Just four days after the Supreme Court blocked the Trump administration’s bid to wind down DACA on a procedural technicality, an appellate court in Washington, D.C., green-lighted a program to fast-track removal of illegal aliens.

In a significant victory for immigration enforcement, the D.C. panel overturned an injunction that had blocked the Department of Homeland Security (DHS) from broadening the number of migrants subject to expedited deportation.

Quicker deportations have been a top administration priority. Upon taking office, one of President Trump’s first executive orders directed DHS to expand expedited removals, with an emphasis on recently arrived illegal aliens.

The DHS program authorizes accelerated removal of illegal aliens who have been in the U.S. for less than two years. Previously, expedited removal was limited to a 100-mile zone along the border; to those who arrived by sea; and to those in the country for 14 days or less.

Judge Patricia Millett, an Obama appointee on the D.C. circuit, affirmed in the court’s unanimous ruling that federal statutes give the DHS secretary “sole and unreviewable discretion” to apply expedited removal within certain constraints.

“There could hardly be a more definitive expression of congressional intent to leave the decision about the scope of expedited removal, within statutory bounds, to the secretary’s independent judgment,” Millett wrote.

The three-member D.C. panel voided an injunction issued by another Obama appointee last fall. In that ruling, U.S. District Judge Ketanji Brown Jackson asserted that the Trump administration did not follow proper decision-making procedures, such as the formal notice-and-comment period required for major federal rule changes. She called the DHS action “arbitrary and capricious.” (DHS’s public notice can be read here.)

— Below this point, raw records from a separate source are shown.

impl<S: Transactional> FixtureService<S> {
    pub fn new(store: Arc<S>) -> Self {
        Self { store }
    }

    /// Grava o cenário de referência, na mesma ordem da migration de seed.
    /// Tudo numa transação: se uma linha falhar, nenhuma fica gravada.
    pub async fn seed(&self) -> Result<(), AppError> {
        let tx = self.store.begin().await?;
        let store = &tx;

        // --- Cargos e usuários ---
        let admin_role = store
            .insert(NewRole {
                name: "admin".into(),
                description: Some("Acesso total ao sistema".into()),
            })
            .await?;
        let manager_role = store
            .insert(NewRole {
                name: "manager".into(),
                description: Some("Gerencia imóveis, contratos e cobranças".into()),
            })
            .await?;
        store
            .insert(NewRole {
                name: "owner".into(),
                description: Some("Proprietário de imóveis".into()),
            })
            .await?;

        store
            .insert(NewUser {
                role_id: admin_role.id,
                username: "admin".into(),
                email: "admin@example.com".into(),
                password_hash: ADMIN_PASSWORD_HASH.into(),
                full_name: "System Administrator".into(),
                phone: Some("+254700000001".into()),
            })
            .await?;
        let manager = store
            .insert(NewUser {
                role_id: manager_role.id,
                username: "manager1".into(),
                email: "manager1@example.com".into(),
                password_hash: MANAGER_PASSWORD_HASH.into(),
                full_name: "Property Manager".into(),
                phone: Some("+254700000002".into()),
            })
            .await?;

        // --- Imóveis e unidades ---
        let kilimani = store
            .insert(NewProperty {
                name: "Kilimani Apartments".into(),
                address: "Argwings Kodhek Road".into(),
                city: "Nairobi".into(),
                owner_id: Some(manager.id),
            })
            .await?;
        let riverside = store
            .insert(NewProperty {
                name: "Riverside Plaza".into(),
                address: "Riverside Drive".into(),
                city: "Nairobi".into(),
                owner_id: None,
            })
            .await?;

        let a101 = store
            .insert(NewUnit {
                property_id: kilimani.id,
                unit_number: "A101".into(),
                bedrooms: 2,
                area_sqm: Some(Decimal::new(7550, 2)),
                status: UnitStatus::Occupied,
                monthly_rent: Decimal::new(45000, 0),
            })
            .await?;
        store
            .insert(NewUnit {
                property_id: kilimani.id,
                unit_number: "A102".into(),
                bedrooms: 1,
                area_sqm: Some(Decimal::new(5200, 2)),
                status: UnitStatus::Vacant,
                monthly_rent: Decimal::new(35000, 0),
            })
            .await?;
        let shop = store
            .insert(NewUnit {
                property_id: riverside.id,
                unit_number: "Shop-1".into(),
                bedrooms: 0,
                area_sqm: Some(Decimal::new(4000, 2)),
                status: UnitStatus::Occupied,
                monthly_rent: Decimal::new(30000, 0),
            })
            .await?;

        // --- Inquilinos e contratos ---
        let james = store
            .insert(NewTenant {
                national_id: "12345678".into(),
                full_name: "James Osukuku".into(),
                phone: "+254712345678".into(),
                email: Some("james@example.com".into()),
                emergency_contact_name: Some("Mary Osukuku".into()),
                emergency_contact_phone: Some("+254722000111".into()),
            })
            .await?;
        let maximilla = store
            .insert(NewTenant {
                national_id: "23456789".into(),
                full_name: "Maximilla Sikuyu".into(),
                phone: "+254723456789".into(),
                email: None,
                emergency_contact_name: None,
                emergency_contact_phone: None,
            })
            .await?;

        let james_lease = store
            .insert(NewLease {
                unit_id: a101.id,
                tenant_id: james.id,
                lease_start: date(2025, 1, 1)?,
                lease_end: Some(date(2025, 12, 31)?),
                rent_amount: Decimal::new(45000, 0),
                deposit_amount: Decimal::new(45000, 0),
                billing_cycle: BillingCycle::Monthly,
                status: LeaseStatus::Active,
            })
            .await?;
        store
            .insert(NewLease {
                unit_id: shop.id,
                tenant_id: maximilla.id,
                lease_start: date(2025, 3, 15)?,
                lease_end: None,
                rent_amount: Decimal::new(30000, 0),
                deposit_amount: Decimal::new(60000, 0),
                billing_cycle: BillingCycle::Monthly,
                status: LeaseStatus::Active,
            })
            .await?;

        // --- Cobrança, pagamento e baixa ---
        let invoice = store
            .insert(NewInvoice {
                lease_id: james_lease.id,
                invoice_number: FIXTURE_INVOICE_NUMBER.into(),
                period_start: date(2025, 9, 1)?,
                period_end: date(2025, 9, 30)?,
                due_date: date(2025, 9, 5)?,
                amount: Decimal::new(45000, 0),
                status: InvoiceStatus::Unpaid,
            })
            .await?;

        store
            .insert(NewPayment {
                invoice_id: invoice.id,
                amount: Decimal::new(45000, 0),
                method: PaymentMethod::Mpesa,
                reference: Some("QJK4XYZ123".into()),
                received_by: Some(manager.id),
                paid_at: None,
            })
            .await?;

        let mut invoice = invoice;
        invoice.status = InvoiceStatus::Paid;
        store.update(&invoice).await?;
        tx.commit().await?;

        tracing::info!("🌱 Fixture gravado ({} quitada)", FIXTURE_INVOICE_NUMBER);
        Ok(())
    }

    /// Confere o estado final do fixture. Linhas extras não atrapalham;
    /// faltas ou divergências viram `FixtureMismatch`.
    pub async fn verify(&self) -> Result<FixtureReport, AppError> {
        let store = &self.store;

        // --- Cargos e usuários ---
        let mut roles = Vec::new();
        for name in ["admin", "manager", "owner"] {
            let role = store.find_role_by_name(name).await?;
            ensure(role.is_some(), &format!("cargo '{}' ausente", name))?;
            roles.extend(role);
        }

        let admin = self.user("admin").await?;
        let manager = self.user("manager1").await?;
        ensure(admin.role_id == roles[0].id, "admin deveria ter o cargo 'admin'")?;
        ensure(manager.role_id == roles[1].id, "manager1 deveria ter o cargo 'manager'")?;

        // --- Imóveis e unidades ---
        let properties = store.list::<Property>().await?;
        let kilimani = properties
            .iter()
            .find(|p| p.name == "Kilimani Apartments")
            .ok_or_else(|| AppError::FixtureMismatch("imóvel 'Kilimani Apartments' ausente".into()))?;
        let riverside = properties
            .iter()
            .find(|p| p.name == "Riverside Plaza")
            .ok_or_else(|| AppError::FixtureMismatch("imóvel 'Riverside Plaza' ausente".into()))?;
        ensure(kilimani.owner_id == Some(manager.id), "Kilimani Apartments deveria pertencer a manager1")?;
        ensure(riverside.owner_id.is_none(), "Riverside Plaza não deveria ter proprietário")?;

        let units = store.list::<Unit>().await?;
        let unit = |number: &str, property_id: i64| {
            units
                .iter()
                .find(|u| u.unit_number == number && u.property_id == property_id)
                .ok_or_else(|| AppError::FixtureMismatch(format!("unidade '{}' ausente", number)))
        };
        let a101 = unit("A101", kilimani.id)?;
        unit("A102", kilimani.id)?;
        let shop = unit("Shop-1", riverside.id)?;

        // --- Inquilinos e contratos ---
        let tenants = store.list::<Tenant>().await?;
        let tenant = |name: &str| {
            tenants
                .iter()
                .find(|t| t.full_name == name)
                .ok_or_else(|| AppError::FixtureMismatch(format!("inquilino '{}' ausente", name)))
        };
        let james = tenant("James Osukuku")?;
        let maximilla = tenant("Maximilla Sikuyu")?;

        let leases = store.list::<Lease>().await?;
        let james_lease = leases
            .iter()
            .find(|l| l.unit_id == a101.id && l.tenant_id == james.id)
            .ok_or_else(|| AppError::FixtureMismatch("contrato A101 / James Osukuku ausente".into()))?;
        ensure(
            james_lease.lease_start == date(2025, 1, 1)?
                && james_lease.lease_end == Some(date(2025, 12, 31)?)
                && james_lease.rent_amount == Decimal::new(45000, 0),
            "contrato A101 / James Osukuku divergente",
        )?;

        let shop_lease = leases
            .iter()
            .find(|l| l.unit_id == shop.id && l.tenant_id == maximilla.id)
            .ok_or_else(|| AppError::FixtureMismatch("contrato Shop-1 / Maximilla Sikuyu ausente".into()))?;
        ensure(
            shop_lease.lease_start == date(2025, 3, 15)?
                && shop_lease.lease_end.is_none()
                && shop_lease.rent_amount == Decimal::new(30000, 0),
            "contrato Shop-1 / Maximilla Sikuyu divergente",
        )?;

        // --- Cobrança e pagamento ---
        let invoice = store
            .find_invoice_by_number(FIXTURE_INVOICE_NUMBER)
            .await?
            .ok_or_else(|| AppError::FixtureMismatch(format!("fatura {} ausente", FIXTURE_INVOICE_NUMBER)))?;
        ensure(invoice.lease_id == james_lease.id, "fatura ligada ao contrato errado")?;
        ensure(
            invoice.period_start == date(2025, 9, 1)?
                && invoice.period_end == date(2025, 9, 30)?
                && invoice.amount == Decimal::new(45000, 0),
            "período ou valor da fatura divergente",
        )?;
        ensure(invoice.status == InvoiceStatus::Paid, "fatura deveria estar paga")?;

        let payments = store.payments_for_invoice(invoice.id).await?;
        let amount_paid: Decimal = payments.iter().map(|p| p.amount).sum();
        ensure(
            payments.iter().any(|p| p.method == PaymentMethod::Mpesa),
            "pagamento via mpesa ausente",
        )?;
        ensure(amount_paid == invoice.amount, "total pago diferente do valor da fatura")?;

        let report = FixtureReport {
            row_counts: self.row_counts().await?,
            invoice_number: invoice.invoice_number,
            invoice_status: invoice.status,
            amount_paid,
        };

        tracing::info!("✅ Fixture conferido: {} tabelas", report.row_counts.len());
        Ok(report)
    }

    async fn user(&self, username: &str) -> Result<User, AppError> {
        self.store
            .find_user_by_login(username)
            .await?
            .ok_or_else(|| AppError::FixtureMismatch(format!("usuário '{}' ausente", username)))
    }

    async fn row_counts(&self) -> Result<BTreeMap<String, usize>, AppError> {
        let store = &self.store;
        let counts = [
            (Table::Roles, store.list::<Role>().await?.len()),
            (Table::Users, store.list::<User>().await?.len()),
            (Table::Properties, store.list::<Property>().await?.len()),
            (Table::Units, store.list::<Unit>().await?.len()),
            (Table::Tenants, store.list::<Tenant>().await?.len()),
            (Table::Leases, store.list::<Lease>().await?.len()),
            (Table::Invoices, store.list::<Invoice>().await?.len()),
            (Table::Payments, store.list::<Payment>().await?.len()),
            (Table::MaintenanceRequests, store.list::<MaintenanceRequest>().await?.len()),
            (Table::Reminders, store.list::<Reminder>().await?.len()),
            (Table::AuditLogs, store.list::<AuditLog>().await?.len()),
        ];

        Ok(counts
            .into_iter()
            .map(|(table, count)| (table.name().to_string(), count))
            .collect())
    }
}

Jackson, who was appointed to the federal bench in 2012 and was interviewed for a Supreme Court vacancy in 2016, issued her 126-page ruling last September, just before midnight on a Friday. 

DHS argued that expedited deportation would relieve overburdened immigration courts and “harmonize” existing regulations to apply equally to illegal aliens. “The effect of that change will be to enhance national security and public safety — while reducing government costs — by facilitating prompt immigration determinations,” the agency said.

The Department of Justice also noted that, “Congress expressly authorized the Secretary of Homeland Security to act with dispatch to remove from the country aliens who have no right to be here.”

In a perfect world, DHS would not have restricted fast-track deportations to aliens here illegally for less than two years – a timeframe that does seem arbitrary. But with more than 1 million illegal-entry cases pending in the nation’s immigration courts, the policy will provide at least some relief.

Immigration lawyers who tried to block the DHS action are now on the defensive. The American Civil Liberties Union maintains that the appeals court decision did not definitively resolve the case and wants a do-over. ACLU says it will return to Jackson’s court to press claims she did not address before issuing her injunction.